Task prompt: Please copy out the entries below exactly, beginning with the line that contains "assert_eq!(config.calls(), 1);" and ending with the line that contains "async fn symlink_mode_links_into_cache()", and include nothing outside that span.

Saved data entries
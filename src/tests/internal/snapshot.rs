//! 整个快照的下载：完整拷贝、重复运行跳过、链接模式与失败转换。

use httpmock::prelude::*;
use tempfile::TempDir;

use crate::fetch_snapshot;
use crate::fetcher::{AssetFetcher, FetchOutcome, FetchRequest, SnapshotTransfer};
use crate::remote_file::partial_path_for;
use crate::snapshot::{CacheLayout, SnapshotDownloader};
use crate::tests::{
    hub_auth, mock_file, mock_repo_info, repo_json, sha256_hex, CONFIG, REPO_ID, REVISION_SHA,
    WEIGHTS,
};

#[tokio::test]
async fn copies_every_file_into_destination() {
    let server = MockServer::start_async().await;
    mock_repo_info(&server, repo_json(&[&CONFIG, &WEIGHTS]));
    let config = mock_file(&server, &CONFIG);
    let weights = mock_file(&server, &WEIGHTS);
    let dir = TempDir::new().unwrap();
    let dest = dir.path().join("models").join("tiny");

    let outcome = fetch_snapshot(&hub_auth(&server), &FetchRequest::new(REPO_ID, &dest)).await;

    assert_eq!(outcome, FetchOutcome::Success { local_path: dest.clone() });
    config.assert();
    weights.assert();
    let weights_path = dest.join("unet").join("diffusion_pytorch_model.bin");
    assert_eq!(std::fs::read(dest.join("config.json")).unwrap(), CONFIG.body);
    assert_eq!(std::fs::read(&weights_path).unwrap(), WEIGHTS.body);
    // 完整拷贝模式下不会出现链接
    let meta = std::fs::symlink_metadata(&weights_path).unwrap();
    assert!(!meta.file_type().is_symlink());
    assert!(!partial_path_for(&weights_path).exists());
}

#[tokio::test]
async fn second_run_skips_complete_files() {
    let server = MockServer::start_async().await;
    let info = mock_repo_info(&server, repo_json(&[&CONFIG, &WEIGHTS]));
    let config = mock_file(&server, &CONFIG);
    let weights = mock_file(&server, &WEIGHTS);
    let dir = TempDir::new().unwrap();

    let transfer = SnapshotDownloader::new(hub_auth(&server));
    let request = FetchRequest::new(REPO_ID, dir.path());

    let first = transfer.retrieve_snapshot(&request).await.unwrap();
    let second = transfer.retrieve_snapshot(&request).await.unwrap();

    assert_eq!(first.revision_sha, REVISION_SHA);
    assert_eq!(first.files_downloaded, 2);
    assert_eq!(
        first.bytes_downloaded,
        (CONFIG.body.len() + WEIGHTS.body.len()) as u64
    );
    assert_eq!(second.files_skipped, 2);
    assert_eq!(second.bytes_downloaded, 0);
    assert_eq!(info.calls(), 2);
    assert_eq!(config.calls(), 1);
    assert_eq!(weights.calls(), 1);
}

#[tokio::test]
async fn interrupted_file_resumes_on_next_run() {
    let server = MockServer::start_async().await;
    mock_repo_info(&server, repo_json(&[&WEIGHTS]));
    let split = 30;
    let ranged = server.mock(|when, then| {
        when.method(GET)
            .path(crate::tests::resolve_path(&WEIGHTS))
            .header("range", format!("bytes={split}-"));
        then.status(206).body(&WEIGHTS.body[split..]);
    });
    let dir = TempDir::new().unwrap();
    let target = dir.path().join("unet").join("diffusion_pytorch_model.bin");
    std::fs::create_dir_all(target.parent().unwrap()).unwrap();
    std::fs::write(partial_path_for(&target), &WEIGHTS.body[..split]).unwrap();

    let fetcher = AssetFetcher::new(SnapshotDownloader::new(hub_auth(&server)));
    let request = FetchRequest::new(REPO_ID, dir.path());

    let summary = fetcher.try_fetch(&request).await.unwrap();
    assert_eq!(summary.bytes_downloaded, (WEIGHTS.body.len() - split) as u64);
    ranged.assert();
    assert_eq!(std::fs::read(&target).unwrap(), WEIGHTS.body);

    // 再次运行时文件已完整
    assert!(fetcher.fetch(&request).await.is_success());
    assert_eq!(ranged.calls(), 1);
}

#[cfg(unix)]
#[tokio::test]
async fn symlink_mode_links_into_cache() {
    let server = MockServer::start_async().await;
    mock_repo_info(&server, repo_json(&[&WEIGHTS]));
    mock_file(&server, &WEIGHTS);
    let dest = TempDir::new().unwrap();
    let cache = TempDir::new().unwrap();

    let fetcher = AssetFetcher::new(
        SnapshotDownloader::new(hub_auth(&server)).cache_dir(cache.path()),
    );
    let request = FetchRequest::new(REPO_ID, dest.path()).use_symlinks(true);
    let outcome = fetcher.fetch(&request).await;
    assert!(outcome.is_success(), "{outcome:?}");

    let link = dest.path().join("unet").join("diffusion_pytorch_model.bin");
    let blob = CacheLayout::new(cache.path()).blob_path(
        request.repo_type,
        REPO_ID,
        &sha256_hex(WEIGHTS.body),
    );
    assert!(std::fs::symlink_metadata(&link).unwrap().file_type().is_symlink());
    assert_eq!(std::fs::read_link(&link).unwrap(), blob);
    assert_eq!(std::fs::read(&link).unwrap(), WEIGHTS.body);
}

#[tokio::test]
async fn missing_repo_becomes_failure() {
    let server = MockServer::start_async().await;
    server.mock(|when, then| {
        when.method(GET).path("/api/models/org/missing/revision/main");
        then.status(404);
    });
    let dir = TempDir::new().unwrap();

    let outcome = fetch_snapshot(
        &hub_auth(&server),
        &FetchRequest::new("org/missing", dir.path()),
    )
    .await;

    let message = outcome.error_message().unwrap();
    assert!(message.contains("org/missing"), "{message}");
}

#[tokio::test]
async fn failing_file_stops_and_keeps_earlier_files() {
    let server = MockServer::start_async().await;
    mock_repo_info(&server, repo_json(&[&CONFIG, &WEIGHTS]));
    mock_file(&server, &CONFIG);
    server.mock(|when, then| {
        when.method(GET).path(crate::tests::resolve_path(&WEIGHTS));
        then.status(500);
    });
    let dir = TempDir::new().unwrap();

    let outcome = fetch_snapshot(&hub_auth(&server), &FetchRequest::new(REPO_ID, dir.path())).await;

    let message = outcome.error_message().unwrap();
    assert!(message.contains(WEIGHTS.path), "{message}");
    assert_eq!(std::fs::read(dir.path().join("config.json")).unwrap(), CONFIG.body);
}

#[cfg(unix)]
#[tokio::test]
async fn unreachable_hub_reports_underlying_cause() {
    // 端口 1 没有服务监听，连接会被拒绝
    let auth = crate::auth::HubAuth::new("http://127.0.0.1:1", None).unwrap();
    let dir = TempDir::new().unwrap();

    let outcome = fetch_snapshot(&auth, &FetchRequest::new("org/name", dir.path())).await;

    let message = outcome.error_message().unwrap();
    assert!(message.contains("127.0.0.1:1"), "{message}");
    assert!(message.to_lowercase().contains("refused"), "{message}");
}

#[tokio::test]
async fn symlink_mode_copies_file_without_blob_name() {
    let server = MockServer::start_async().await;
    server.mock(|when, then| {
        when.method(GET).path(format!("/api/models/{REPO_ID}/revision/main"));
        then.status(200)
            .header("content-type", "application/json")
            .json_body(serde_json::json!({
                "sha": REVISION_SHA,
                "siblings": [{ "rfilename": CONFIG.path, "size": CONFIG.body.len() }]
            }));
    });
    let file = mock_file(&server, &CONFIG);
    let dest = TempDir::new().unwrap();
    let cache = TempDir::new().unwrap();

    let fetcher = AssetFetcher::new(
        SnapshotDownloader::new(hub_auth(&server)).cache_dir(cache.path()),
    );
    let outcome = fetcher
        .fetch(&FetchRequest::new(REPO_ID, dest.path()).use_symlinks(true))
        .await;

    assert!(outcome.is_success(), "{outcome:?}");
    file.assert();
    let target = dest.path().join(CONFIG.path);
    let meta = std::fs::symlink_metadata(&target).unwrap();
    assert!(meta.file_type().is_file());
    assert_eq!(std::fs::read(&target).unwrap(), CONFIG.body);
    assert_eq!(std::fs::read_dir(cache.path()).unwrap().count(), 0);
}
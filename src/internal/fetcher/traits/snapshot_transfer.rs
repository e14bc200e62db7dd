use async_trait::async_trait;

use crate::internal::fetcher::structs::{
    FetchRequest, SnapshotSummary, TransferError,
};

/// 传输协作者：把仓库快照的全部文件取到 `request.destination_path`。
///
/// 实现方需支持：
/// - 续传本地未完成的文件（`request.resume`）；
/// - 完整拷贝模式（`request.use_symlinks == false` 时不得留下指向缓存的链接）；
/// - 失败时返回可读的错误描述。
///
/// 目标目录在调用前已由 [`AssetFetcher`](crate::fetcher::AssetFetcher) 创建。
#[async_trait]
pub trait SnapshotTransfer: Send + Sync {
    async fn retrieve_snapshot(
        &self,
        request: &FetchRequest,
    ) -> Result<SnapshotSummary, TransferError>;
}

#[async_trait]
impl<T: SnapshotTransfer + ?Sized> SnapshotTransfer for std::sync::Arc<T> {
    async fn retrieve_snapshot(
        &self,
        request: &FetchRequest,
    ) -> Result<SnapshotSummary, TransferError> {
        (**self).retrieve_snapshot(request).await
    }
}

Output for this exercise:
    assert_eq!(config.calls(), 1);
    assert_eq!(weights.calls(), 1);
}

#[tokio::test]
async fn interrupted_file_resumes_on_next_run() {
    let server = MockServer::start_async().await;
    mock_repo_info(&server, repo_json(&[&WEIGHTS]));
    let split = 30;
    let ranged = server.mock(|when, then| {
        when.method(GET)
            .path(crate::tests::resolve_path(&WEIGHTS))
            .header("range", format!("bytes={split}-"));
        then.status(206).body(&WEIGHTS.body[split..]);
    });
    let dir = TempDir::new().unwrap();
    let target = dir.path().join("unet").join("diffusion_pytorch_model.bin");
    std::fs::create_dir_all(target.parent().unwrap()).unwrap();
    std::fs::write(partial_path_for(&target), &WEIGHTS.body[..split]).unwrap();

    let fetcher = AssetFetcher::new(SnapshotDownloader::new(hub_auth(&server)));
    let request = FetchRequest::new(REPO_ID, dir.path());

    let summary = fetcher.try_fetch(&request).await.unwrap();
    assert_eq!(summary.bytes_downloaded, (WEIGHTS.body.len() - split) as u64);
    ranged.assert();
    assert_eq!(std::fs::read(&target).unwrap(), WEIGHTS.body);

    // 再次运行时文件已完整
    assert!(fetcher.fetch(&request).await.is_success());
    assert_eq!(ranged.calls(), 1);
}

#[cfg(unix)]
#[tokio::test]
async fn symlink_mode_links_into_cache() {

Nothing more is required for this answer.